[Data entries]
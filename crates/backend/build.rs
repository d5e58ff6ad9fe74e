use std::env;
use std::fs;
use std::path::{Path, PathBuf};

/// Кладёт config.toml из корня workspace рядом с бинарником canastas.
fn main() {
    println!("cargo:rerun-if-changed=../../config.toml");

    let Some(profile_dir) = profile_dir() else {
        println!("cargo:warning=target profile directory not found, config.toml not copied");
        return;
    };

    let manifest_dir = PathBuf::from(env!("CARGO_MANIFEST_DIR"));
    let source = manifest_dir.join("../../config.toml");
    if !source.exists() {
        println!("cargo:warning=config.toml not found, binary will use embedded defaults");
        return;
    }

    let dest = profile_dir.join("config.toml");
    if let Err(e) = fs::copy(&source, &dest) {
        println!("cargo:warning=Failed to copy config.toml: {}", e);
    }
}

/// OUT_DIR = target/<profile>/build/backend-xxx/out
fn profile_dir() -> Option<PathBuf> {
    let out_dir = env::var("OUT_DIR").ok()?;
    let profile = env::var("PROFILE").ok()?;
    Path::new(&out_dir)
        .ancestors()
        .find(|p| p.ends_with(&profile))
        .map(Path::to_path_buf)
}
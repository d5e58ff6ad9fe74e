use async_trait::async_trait;
use contracts::usecases::u501_import_productos::TriggerReason;

use crate::usecases::u501_import_productos::ImportError;

/// Трейт для менеджеров фоновых задач обновления.
/// Менеджер выполняет один запуск; сериализацией запусков занимается TriggerCoalescer.
#[async_trait]
pub trait TaskManager: Send + Sync {
    /// Возвращает тип задачи, который обрабатывает этот менеджер.
    fn task_type(&self) -> &'static str;

    /// Выполняет задачу один раз.
    /// `session_id`: Уникальный идентификатор текущего запуска.
    /// `reason`: Что вызвало запуск (для логов).
    /// Возвращает количество обработанных записей.
    async fn run(&self, session_id: &str, reason: TriggerReason) -> Result<usize, ImportError>;
}
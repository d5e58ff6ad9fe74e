pub mod config;
pub mod data;
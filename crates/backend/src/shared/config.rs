use contracts::domain::a001_productos_vender::excel::DEFAULT_EXCEL_FILE;
use serde::Deserialize;
use std::path::{Path, PathBuf};

/// Переменная окружения с cron-выражением расписания обновления каталога
pub const CRON_ENV_VAR: &str = "PRODUCTOS_CRON_EXPRESSION";

/// Ежедневно в 3:00
pub const DEFAULT_CRON: &str = "0 3 * * *";

pub const DEFAULT_DEBOUNCE_MS: u64 = 2000;

#[derive(Debug, Deserialize, Clone)]
pub struct Config {
    pub database: DatabaseConfig,
    #[serde(default)]
    pub import: ImportConfig,
}

#[derive(Debug, Deserialize, Clone)]
pub struct DatabaseConfig {
    pub path: String,
}

#[derive(Debug, Deserialize, Clone)]
pub struct ImportConfig {
    #[serde(default = "default_file")]
    pub file: String,
    #[serde(default = "default_cron")]
    pub cron: String,
    #[serde(default = "default_debounce_ms")]
    pub debounce_ms: u64,
}

impl Default for ImportConfig {
    fn default() -> Self {
        Self {
            file: default_file(),
            cron: default_cron(),
            debounce_ms: default_debounce_ms(),
        }
    }
}

fn default_file() -> String {
    DEFAULT_EXCEL_FILE.to_string()
}

fn default_cron() -> String {
    DEFAULT_CRON.to_string()
}

fn default_debounce_ms() -> u64 {
    DEFAULT_DEBOUNCE_MS
}

/// Default configuration embedded in the binary
const DEFAULT_CONFIG: &str = r#"
[database]
path = "target/db/app.db"

[import]
file = "bD_canastasVerdes.xlsx"
cron = "0 3 * * *"
debounce_ms = 2000
"#;

/// Load configuration from config.toml file
///
/// Search order:
/// 1. Next to the executable (for production)
/// 2. Falls back to embedded default config
pub fn load_config() -> anyhow::Result<Config> {
    if let Ok(exe_path) = std::env::current_exe() {
        if let Some(exe_dir) = exe_path.parent() {
            let config_path = exe_dir.join("config.toml");

            if config_path.exists() {
                tracing::info!("Loading config from: {}", config_path.display());
                let contents = std::fs::read_to_string(&config_path)?;
                let config: Config = toml::from_str(&contents)?;
                return Ok(config);
            } else {
                tracing::warn!("config.toml not found at: {}", config_path.display());
            }
        }
    }

    tracing::info!("Using default embedded configuration");
    let config: Config = toml::from_str(DEFAULT_CONFIG)?;
    Ok(config)
}

/// Get the database file path from configuration
/// Resolves relative paths relative to the executable directory
pub fn get_database_path(config: &Config) -> anyhow::Result<PathBuf> {
    let db_path_str = &config.database.path;
    let db_path = Path::new(db_path_str);

    if db_path.is_absolute() {
        return Ok(db_path.to_path_buf());
    }

    if let Ok(exe_path) = std::env::current_exe() {
        if let Some(exe_dir) = exe_path.parent() {
            return Ok(exe_dir.join(db_path));
        }
    }

    Ok(PathBuf::from(db_path_str))
}

/// Путь к Excel-файлу каталога.
/// Относительный путь разрешается от рабочей директории процесса.
pub fn get_excel_path(config: &Config) -> anyhow::Result<PathBuf> {
    let path = Path::new(&config.import.file);
    if path.is_absolute() {
        return Ok(path.to_path_buf());
    }
    Ok(std::env::current_dir()?.join(path))
}

/// Cron-выражение: переменная окружения важнее config.toml
pub fn cron_expression(config: &Config) -> String {
    resolve_cron(std::env::var(CRON_ENV_VAR).ok(), config)
}

fn resolve_cron(from_env: Option<String>, config: &Config) -> String {
    from_env
        .map(|s| s.trim().to_string())
        .filter(|s| !s.is_empty())
        .unwrap_or_else(|| config.import.cron.clone())
}
pub mod db;
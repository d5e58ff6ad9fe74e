use chrono::{DateTime, Utc};
use serde::{Deserialize, Serialize};
use std::fmt;

/// Причина запуска обновления каталога
#[derive(Debug, Clone, Copy, PartialEq, Eq, Serialize, Deserialize)]
pub enum TriggerReason {
    /// Первый запуск при старте процесса / готовности watcher'а
    Startup,
    /// Срабатывание расписания
    Cron,
    /// Файл изменён
    FileChanged,
    /// Файл появился
    FileAdded,
}

impl TriggerReason {
    pub fn as_str(&self) -> &'static str {
        match self {
            TriggerReason::Startup => "startup",
            TriggerReason::Cron => "cron",
            TriggerReason::FileChanged => "file changed",
            TriggerReason::FileAdded => "file added",
        }
    }
}

impl fmt::Display for TriggerReason {
    fn fmt(&self, f: &mut fmt::Formatter<'_>) -> fmt::Result {
        f.write_str(self.as_str())
    }
}

/// Состояние конвейера импорта
#[derive(Debug, Clone, Copy, PartialEq, Eq, Serialize, Deserialize)]
pub enum PipelineState {
    Idle,
    Running,
    RunningPendingRerun,
}

/// Отчёт о завершённом запуске импорта
#[derive(Debug, Clone, Serialize, Deserialize)]
#[serde(rename_all = "camelCase")]
pub struct RefreshRun {
    pub session_id: String,
    pub reason: TriggerReason,
    /// true, если запуск был повтором после отложенного триггера
    pub rerun: bool,
    pub started_at: DateTime<Utc>,
    pub finished_at: DateTime<Utc>,
    /// Количество импортированных товаров (None при ошибке)
    pub imported: Option<usize>,
    pub error: Option<String>,
}

impl RefreshRun {
    pub fn is_success(&self) -> bool {
        self.error.is_none()
    }
}
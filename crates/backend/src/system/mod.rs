pub mod tasks;
pub mod tracing;
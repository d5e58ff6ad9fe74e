use sea_orm::DbErr;
use std::path::PathBuf;
use thiserror::Error;

/// Ошибки импорта каталога.
/// Пустой набор строк ошибкой не является: run() возвращает Ok(0).
#[derive(Debug, Error)]
pub enum ImportError {
    #[error("Catalog file not found: {}", path.display())]
    SourceNotFound { path: PathBuf },

    #[error("Failed to read workbook: {0}")]
    Workbook(#[from] calamine::Error),

    #[error("Workbook reader task failed: {0}")]
    ReaderTask(#[from] tokio::task::JoinError),

    #[error("Cannot convert \"{value}\" to a number (column \"{column}\", row {row})")]
    MalformedNumber {
        column: &'static str,
        /// Номер строки в листе, начиная с 1 (без заголовка)
        row: usize,
        value: String,
    },

    #[error("Catalog store error: {0}")]
    Store(#[source] DbErr),

    /// Удаление прошло, вставка упала: каталог остался пустым
    #[error("Catalog cleared ({deleted} rows) but insert failed: {source}")]
    PartialReplacement {
        deleted: u64,
        #[source]
        source: DbErr,
    },
}

impl ImportError {
    /// Каталог в хранилище мог измениться
    pub fn store_mutated(&self) -> bool {
        matches!(self, ImportError::PartialReplacement { .. })
    }
}
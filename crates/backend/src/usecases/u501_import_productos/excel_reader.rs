use calamine::{open_workbook_auto, Data, Range, Reader};
use std::collections::HashMap;
use std::path::Path;

use super::errors::ImportError;

/// Значение непустой ячейки
#[derive(Debug, Clone, PartialEq)]
pub enum CellValue {
    Number(f64),
    Text(String),
    Bool(bool),
}

/// Строка листа: заголовок колонки -> значение.
/// Пустые ячейки в строку не попадают.
#[derive(Debug, Clone, Default, PartialEq)]
pub struct RawRow {
    cells: HashMap<String, CellValue>,
}

impl RawRow {
    pub fn new() -> Self {
        Self::default()
    }

    pub fn insert(&mut self, header: impl Into<String>, value: CellValue) {
        self.cells.insert(header.into(), value);
    }

    pub fn get(&self, header: &str) -> Option<&CellValue> {
        self.cells.get(header)
    }

    pub fn contains(&self, header: &str) -> bool {
        self.cells.contains_key(header)
    }

    pub fn is_empty(&self) -> bool {
        self.cells.is_empty()
    }
}

impl<K: Into<String>> FromIterator<(K, CellValue)> for RawRow {
    fn from_iter<I: IntoIterator<Item = (K, CellValue)>>(iter: I) -> Self {
        let mut row = RawRow::new();
        for (header, value) in iter {
            row.insert(header, value);
        }
        row
    }
}

/// Читает первый лист книги. Первая строка диапазона - заголовки.
/// Полностью пустые строки пропускаются.
pub fn read_rows(path: &Path) -> Result<Vec<RawRow>, ImportError> {
    if !path.is_file() {
        return Err(ImportError::SourceNotFound {
            path: path.to_path_buf(),
        });
    }

    let mut workbook = open_workbook_auto(path)?;
    let range = match workbook.worksheet_range_at(0) {
        Some(range) => range?,
        None => {
            tracing::warn!("Workbook {} has no sheets", path.display());
            return Ok(Vec::new());
        }
    };

    Ok(rows_from_range(&range))
}

fn rows_from_range(range: &Range<Data>) -> Vec<RawRow> {
    let mut rows = range.rows();
    let headers: Vec<Option<String>> = match rows.next() {
        Some(header_row) => header_row.iter().map(header_label).collect(),
        None => return Vec::new(),
    };

    rows.filter_map(|cells| {
        let row: RawRow = headers
            .iter()
            .zip(cells)
            .filter_map(|(header, cell)| Some((header.as_ref()?.clone(), cell_value(cell)?)))
            .collect();
        (!row.is_empty()).then_some(row)
    })
    .collect()
}

fn header_label(cell: &Data) -> Option<String> {
    let label = match cell {
        Data::String(s) => s.trim().to_string(),
        Data::Int(i) => i.to_string(),
        Data::Float(f) => f.to_string(),
        _ => return None,
    };
    (!label.is_empty()).then_some(label)
}

fn cell_value(cell: &Data) -> Option<CellValue> {
    match cell {
        Data::Empty | Data::Error(_) => None,
        Data::Int(i) => Some(CellValue::Number(*i as f64)),
        Data::Float(f) => Some(CellValue::Number(*f)),
        Data::Bool(b) => Some(CellValue::Bool(*b)),
        Data::String(s) if s.is_empty() => None,
        Data::String(s) => Some(CellValue::Text(s.clone())),
        // Даты отдаём серийным номером Excel, как обычное число
        Data::DateTime(dt) => Some(CellValue::Number(dt.as_f64())),
        Data::DateTimeIso(s) | Data::DurationIso(s) => Some(CellValue::Text(s.clone())),
    }
}
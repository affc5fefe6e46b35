//! Clap CLI definition: root struct, subcommands, and shared argument types.
use std::path::PathBuf;

use clap::{Parser, Subcommand, ValueEnum};
use itemcheck_core::Group;

/// A CLI argument that is either a filesystem path or the stdin sentinel `"-"`.
#[derive(Clone, Debug)]
pub enum PathOrStdin {
    /// Read from standard input.
    Stdin,
    /// Read from the given filesystem path.
    Path(PathBuf),
}

impl std::str::FromStr for PathOrStdin {
    type Err = std::convert::Infallible;

    fn from_str(s: &str) -> Result<Self, Self::Err> {
        if s == "-" {
            Ok(PathOrStdin::Stdin)
        } else {
            Ok(PathOrStdin::Path(PathBuf::from(s)))
        }
    }
}

/// Output format for CLI commands.
#[derive(Clone, Copy, Debug, ValueEnum)]
pub enum OutputFormat {
    /// Human-readable, optionally colored output (default).
    Human,
    /// NDJSON output.
    Json,
}

/// All top-level subcommands exposed by the `itemcheck` binary.
#[derive(Subcommand)]
pub enum Command {
    /// Validate item records against the rules of a scenario group.
    Validate {
        /// Path to a JSON file holding one item or an array of items, or `-` for stdin.
        #[arg(value_name = "FILE")]
        file: PathOrStdin,
        /// Scenario group whose rules apply: save or update.
        #[arg(long, short = 'g', value_name = "GROUP")]
        group: Group,
    },

    /// List the constraint rules, optionally only those active for a group.
    Rules {
        /// Only list rules active under this group (save or update).
        #[arg(long, short = 'g', value_name = "GROUP")]
        group: Option<Group>,
    },
}

/// Root CLI struct for the `itemcheck` binary.
///
/// Global flags are marked `global = true` so clap propagates them to every
/// subcommand.
#[derive(Parser)]
#[command(
    name = "itemcheck",
    version,
    about = "Validate catalogue items against save/update rule groups"
)]
pub struct Cli {
    /// Active subcommand.
    #[command(subcommand)]
    pub command: Command,

    /// Output format: human (default) or json.
    #[arg(long, short = 'f', default_value = "human", global = true)]
    pub format: OutputFormat,

    /// Suppress the summary line (incompatible with `--verbose`).
    #[arg(long, short = 'q', global = true, conflicts_with = "verbose")]
    pub quiet: bool,

    /// Emit timing and debug logs to stderr (incompatible with `--quiet`).
    #[arg(long, short = 'v', global = true, conflicts_with = "quiet")]
    pub verbose: bool,

    /// Maximum input size in bytes.
    ///
    /// Can also be set via the `ITEMCHECK_MAX_FILE_SIZE` environment variable.
    /// Default: 16777216 (16 MiB).
    #[arg(
        long,
        global = true,
        env = "ITEMCHECK_MAX_FILE_SIZE",
        default_value = "16777216"
    )]
    pub max_file_size: u64,

    /// Disable ANSI color codes in human output.
    ///
    /// Colors are also off whenever `NO_COLOR` is present in the environment,
    /// whatever its value.
    #[arg(long, global = true)]
    pub no_color: bool,
}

Work item
If the word "impl" appears in a line above, copy that line.

Finished task
impl Default for ImportConfig {
impl TriggerReason {
impl fmt::Display for TriggerReason {
impl RefreshRun {
impl ImportError {
impl RawRow {
    pub fn insert(&mut self, header: impl Into<String>, value: CellValue) {
impl<K: Into<String>> FromIterator<(K, CellValue)> for RawRow {
impl std::str::FromStr for PathOrStdin {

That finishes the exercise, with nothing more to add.